An alarming upsurge in drug use is being fought by local groups with drug prevention by educating youth
WASHINGTON, DISTRICT OF COLUMBIA, UNITED STATES, April 1, 2021 /EINPresswire.com/ — The pandemic has taken an unprecedented toll on many different strata in our society, from the most vulnerable to the well-to-do. According to the Centers for Disease Control and Prevention, as of June 2020 “13% of Americans started or increased substance use as a way of coping with stress or emotions related to Covid-19.” An American Medical Association report of December 2020 disclosed that 40 states had record deaths from overdoses.
Synthetic drugs include “bath salts” and synthetic marijuana (K2/Spice). Bath salts and other similar products are herbal mixtures that act as amphetamine-like stimulants that can produce euphoria, paranoia, agitation, hallucinations and even psychosis and violent behavior. Spice (synthetic cannabinoids) refers to a wide variety of herbs and chemical additives that produce a marijuana-like effect but may also result in even stronger reactions. A common misconception is that synthetic drugs are safer than other types of drugs, whereas they are actually much more dangerous.
In Minnesota, for example, the Department of Heath released drug overdose death statistics which showed a 31% increase in drug overdose deaths in 2020 compared to the same time period in 2019. Of these deaths, approximately 80% were synthetic opioid related deaths.
This year is difficult for many as physicians are tasked with handling Covid-19 as well as heart disease and other medical issues, leaving little time to help those who abuse drugs. The new practices of isolation, social distancing and lockdowns have broken down many of the social support systems, leaving some people adrift and unable to cope with this new reality. Many people turn to synthetic drugs thinking that these will solve and ease their mental problems, but by the time they find out that this is not the case, their lives have already been harmed or ruined.
To help educate people on the many dangers of synthetics drugs, a free booklet and a free online course are available from the Foundation for a Drug-Free World at www.drugfreeworld.org.
The Truth About Synthetic Drugs is a free booklet that explains why these drugs are some of the most destructive illicit drugs manufactured. It describes how synthetic drugs are created in laboratories abroad and imported into the US where they are put onto plant material that can be smoked or added to candies. The “manufacture” is unpredictable: one lot might contain a small amount of chemicals while other lots in the same batch might contain enough to overdose a person, causing severe medical issues or even death.
More information is in the Truth About Drugs Education Package, which contains practical tools to educate young people about substance abuse. This is available for free to teachers and educators. Parents and community members can download the free booklet and watch a short video on the truth about drugs.

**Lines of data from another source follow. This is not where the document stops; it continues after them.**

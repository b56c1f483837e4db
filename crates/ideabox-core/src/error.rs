//! Unified error type exposed by **`ideabox-core`**.
//!
//! Provider crates convert their internal errors into one of these variants
//! before bubbling them up to the [`GenerationGateway`](crate::gateway::GenerationGateway).
//! Every variant maps onto exactly one [`ErrorCode`], which is what the route
//! layer puts on the wire.

use std::fmt::{self, Display};

use serde::Serialize;
use thiserror::Error;

use crate::model::ProviderId;

/// Convenient alias used throughout the workspace.
pub type Result<T> = std::result::Result<T, GenerationError>;

/// Coarse error kinds surfaced to callers as `{code, message}`.
#[derive(Debug, Clone, Copy, PartialEq, Eq, Hash, Serialize)]
#[serde(rename_all = "SCREAMING_SNAKE_CASE")]
pub enum ErrorCode {
    InvalidRequest,
    InvalidMessage,
    ModelNotFound,
    ApiKeyMissing,
    ApiError,
    NoProviderConfigured,
    InternalError,
    GenerationError,
}

impl ErrorCode {
    pub fn as_str(self) -> &'static str {
        match self {
            ErrorCode::InvalidRequest => "INVALID_REQUEST",
            ErrorCode::InvalidMessage => "INVALID_MESSAGE",
            ErrorCode::ModelNotFound => "MODEL_NOT_FOUND",
            ErrorCode::ApiKeyMissing => "API_KEY_MISSING",
            ErrorCode::ApiError => "API_ERROR",
            ErrorCode::NoProviderConfigured => "NO_PROVIDER_CONFIGURED",
            ErrorCode::InternalError => "INTERNAL_ERROR",
            ErrorCode::GenerationError => "GENERATION_ERROR",
        }
    }

    /// `true` for errors caused by the caller's input rather than the server.
    pub fn is_client_error(self) -> bool {
        matches!(
            self,
            ErrorCode::InvalidRequest | ErrorCode::InvalidMessage | ErrorCode::ModelNotFound
        )
    }
}

impl Display for ErrorCode {
    fn fmt(&self, f: &mut fmt::Formatter<'_>) -> fmt::Result {
        f.write_str(self.as_str())
    }
}

#[derive(Debug, Error)]
pub enum GenerationError {
    /// The request as a whole is malformed (e.g. no messages at all).
    #[error("invalid request: {0}")]
    InvalidRequest(String),

    /// One of the messages has an empty content.
    #[error("invalid message: {0}")]
    InvalidMessage(String),

    /// The caller asked for a model that is not in the available list.
    #[error("model `{model}` is not available")]
    ModelNotFound { model: String },

    /// The resolved provider has no credential configured.
    #[error("{} API key is not configured (set `{}`)", .provider.display_name(), .provider.credential_env())]
    ApiKeyMissing { provider: ProviderId },

    /// The upstream provider answered with a non-success status.
    ///
    /// `message` is the complete, human-readable text and always embeds the
    /// HTTP status.
    #[error("{message}")]
    Api {
        provider: ProviderId,
        status: u16,
        message: String,
    },

    /// No provider has any credential, so nothing can be dispatched.
    #[error("at least one AI provider API key must be configured")]
    NoProviderConfigured,

    /// Network-level failure reaching the provider, or an undecodable body.
    #[error("transport error: {0}")]
    Transport(Box<dyn std::error::Error + Send + Sync + 'static>),

    /// Catch-all for anything unclassified.
    #[error("{0}")]
    Internal(String),
}

impl GenerationError {
    pub fn code(&self) -> ErrorCode {
        match self {
            GenerationError::InvalidRequest(_) => ErrorCode::InvalidRequest,
            GenerationError::InvalidMessage(_) => ErrorCode::InvalidMessage,
            GenerationError::ModelNotFound { .. } => ErrorCode::ModelNotFound,
            GenerationError::ApiKeyMissing { .. } => ErrorCode::ApiKeyMissing,
            GenerationError::Api { .. } => ErrorCode::ApiError,
            GenerationError::NoProviderConfigured => ErrorCode::NoProviderConfigured,
            GenerationError::Transport(_) | GenerationError::Internal(_) => {
                ErrorCode::InternalError
            }
        }
    }

    pub fn transport(err: impl std::error::Error + Send + Sync + 'static) -> Self {
        GenerationError::Transport(Box::new(err))
    }
}

impl From<serde_json::Error> for GenerationError {
    fn from(value: serde_json::Error) -> Self {
        GenerationError::Transport(Box::new(value))
    }
}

Thalia Ghiglia, faith liaison for the Foundation for a Drug-Free World in Washington, DC, observed, “Synthetic drugs are some of the most harmful illicit drugs, but they are often falsely advertised as ‘safe,’ ’natural’ or ‘legal.’ They are definitely not legal and are not natural or safe. What they really are is deadly.”
The Foundation for a Drug-Free World is a nonprofit public benefit corporation that empowers youth and adults with factual information about drugs so they can make informed decisions and live drug free. The free booklets are used in thousands of schools and social programs to help youth with factual information about the drugs they may be offered.